Jill St. Claire's HomelandSecurityUS.NET

Taliban commander caught, Afghan rebel toll nears 200 

5-19-2006

KANDAHAR, Afghanistan (AFP) 

Afghan police officers inspect the site of a suicide attack as the remains of a vehicle smolders on a road of Herat. A "very important" Taliban commander was captured during two days of fierce fighting in southern Afghanistan that has left nearly 200 rebels dead, officials have said.  

A "very important" Taliban commander was captured during two days of fierce fighting in southern Afghanistan that has left nearly 200 rebels dead, officials have said. The identity of the man caught in Kandahar province could not be released on security grounds, provincial governor Assadullah Khalid said, after reports he was Mullah Dadullah, credited as one of the masterminds of the Taliban insurgency launched nearly five years ago. 

The man was badly wounded in a battle in Kandahar's Panjwayi fought by Taliban rebels who had come from across Afghanistan, Khalid told reporters Friday. Around 100 were killed, he said, upping a previous figure of 18. The US-led coalition helping to fight Taliban rebels announced meanwhile that 60 "enemy" were killed in a separate battle on Wednesday in neighbouring Helmand province. Afghan officials had said about 40 were killed. 

The new tolls took past 190 the number of insurgents killed in two days of clashes between security forces and Taliban rebels in some of the heaviest fighting since the regime was toppled in 2001 by a US-led invasion.
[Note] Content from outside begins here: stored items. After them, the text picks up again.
//! Process-wide caches: one [`TypeDescriptor`] per described type, and the catalog that turns a
//! discriminator name back into a type.
//!
//! Both maps are populated on demand and never invalidated. Concurrent first uses of the same
//! type may both build a descriptor; the first one inserted is kept, and since the build is
//! deterministic either would do.

use std::any::TypeId;
use std::sync::{Arc, LazyLock};

use dashmap::DashMap;
use tracing::*;

use crate::error::Result;
use crate::jsonable::Jsonable;
use crate::materialize::{Context, Materialize};
use crate::schema::{overlay, Described, PropertyDescriptor, Schema, TypeDescriptor};
use crate::settings::Settings;
use crate::value::Object;

static DESCRIPTORS: LazyLock<DashMap<TypeId, Arc<TypeDescriptor>>> = LazyLock::new(DashMap::new);

static CATALOG: LazyLock<DashMap<&'static str, TypeEntry>> = LazyLock::new(|| {
    let catalog = DashMap::new();
    for entry in [
        TypeEntry::of::<bool>(),
        TypeEntry::of::<i8>(),
        TypeEntry::of::<i16>(),
        TypeEntry::of::<i32>(),
        TypeEntry::of::<i64>(),
        TypeEntry::of::<u8>(),
        TypeEntry::of::<u16>(),
        TypeEntry::of::<u32>(),
        TypeEntry::of::<u64>(),
        TypeEntry::of::<f32>(),
        TypeEntry::of::<f64>(),
        TypeEntry::of::<char>(),
    ] {
        catalog.insert(entry.name, entry);
    }
    catalog
});

/// A catalog entry: how to build an instance of a named type from a mapping.
#[derive(Debug, Clone, Copy)]
pub struct TypeEntry {
    pub name: &'static str,
    pub type_id: TypeId,
    materialize: fn(&Object, &Context<'_>) -> Result<Box<dyn Jsonable>>,
}

impl TypeEntry {
    fn of<T: Materialize>() -> Self {
        TypeEntry {
            name: T::NAME,
            type_id: TypeId::of::<T>(),
            materialize: materialize_boxed::<T>,
        }
    }

    pub fn materialize(&self, mapping: &Object, cx: &Context<'_>) -> Result<Box<dyn Jsonable>> {
        (self.materialize)(mapping, cx)
    }
}

fn materialize_boxed<T: Materialize>(
    mapping: &Object,
    cx: &Context<'_>,
) -> Result<Box<dyn Jsonable>> {
    Ok(Box::new(T::materialize(mapping, cx)?))
}

/// Make `T` resolvable by its name. The first type registered under a name keeps it.
pub fn register<T: Materialize>() {
    if CATALOG.contains_key(T::NAME) {
        return;
    }
    CATALOG.entry(T::NAME).or_insert_with(|| {
        debug!(name = T::NAME, "registering type");
        TypeEntry::of::<T>()
    });
}

pub fn lookup(name: &str) -> Option<TypeEntry> {
    CATALOG.get(name).map(|entry| *entry.value())
}

/// The declared descriptor of `T`, built on first use. Building it also registers `T` in the
/// catalog.
pub fn descriptor_of<T: Described>() -> Arc<TypeDescriptor> {
    let type_id = TypeId::of::<T>();
    if let Some(descriptor) = DESCRIPTORS.get(&type_id) {
        return descriptor.value().clone();
    }

    // Built outside of any map guard: describing a type may need its bases' descriptors.
    let mut schema = Schema::<T>::new();
    T::describe(&mut schema);
    let built = Arc::new(schema.build());
    debug!(
        name = T::NAME,
        properties = built.properties().len(),
        levels = built.levels().len(),
        "built type descriptor"
    );

    let descriptor = DESCRIPTORS.entry(type_id).or_insert(built).value().clone();
    register::<T>();
    descriptor
}

/// The properties of `value` for one call: its declared ones, with the properties of any
/// adapter registered in `settings` for one of its levels laid over them. Declared properties
/// win over adapter ones on the same level, and more derived levels win over base levels.
///
/// An empty result means the type is neither described nor adapted.
pub fn properties_of(value: &dyn Jsonable, settings: &Settings) -> Vec<Arc<PropertyDescriptor>> {
    let declared = value.descriptor();
    if !settings.has_adapters() {
        return declared
            .map(|descriptor| descriptor.properties().to_vec())
            .unwrap_or_default();
    }

    let mut merged = Vec::new();
    match declared {
        Some(descriptor) => {
            for level in descriptor.levels() {
                let mut properties = level.properties.clone();
                if let Some(adapter) = settings.adapter(level.type_id) {
                    trace!(level = level.name, "overlaying adapter");
                    overlay(&mut properties, adapter.project(level.projection.as_ref()));
                }
                overlay(&mut merged, properties);
            }
        }
        None => {
            if let Some(adapter) = settings.adapter(value.as_any().type_id()) {
                merged = adapter.project(None);
            }
        }
    }
    merged
}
More than 25 Afghan security forces and civilians were also killed in the violence, which included two suicide blasts Thursday that counted a US citizen and an Afghan national among their victims. 

The battle in Panjwayi erupted Wednesday when Afghan security forces went to the area on information that Taliban had massed there. The fighting raged into Thursday and was supported by coalition artillery and planes. A Canadian soldier was killed, becoming the first Canadian woman to die in combat since World War II, according to the country's military. Six policemen, three Afghan soldiers and three civilians also died in the fighting, Khalid told reporters. 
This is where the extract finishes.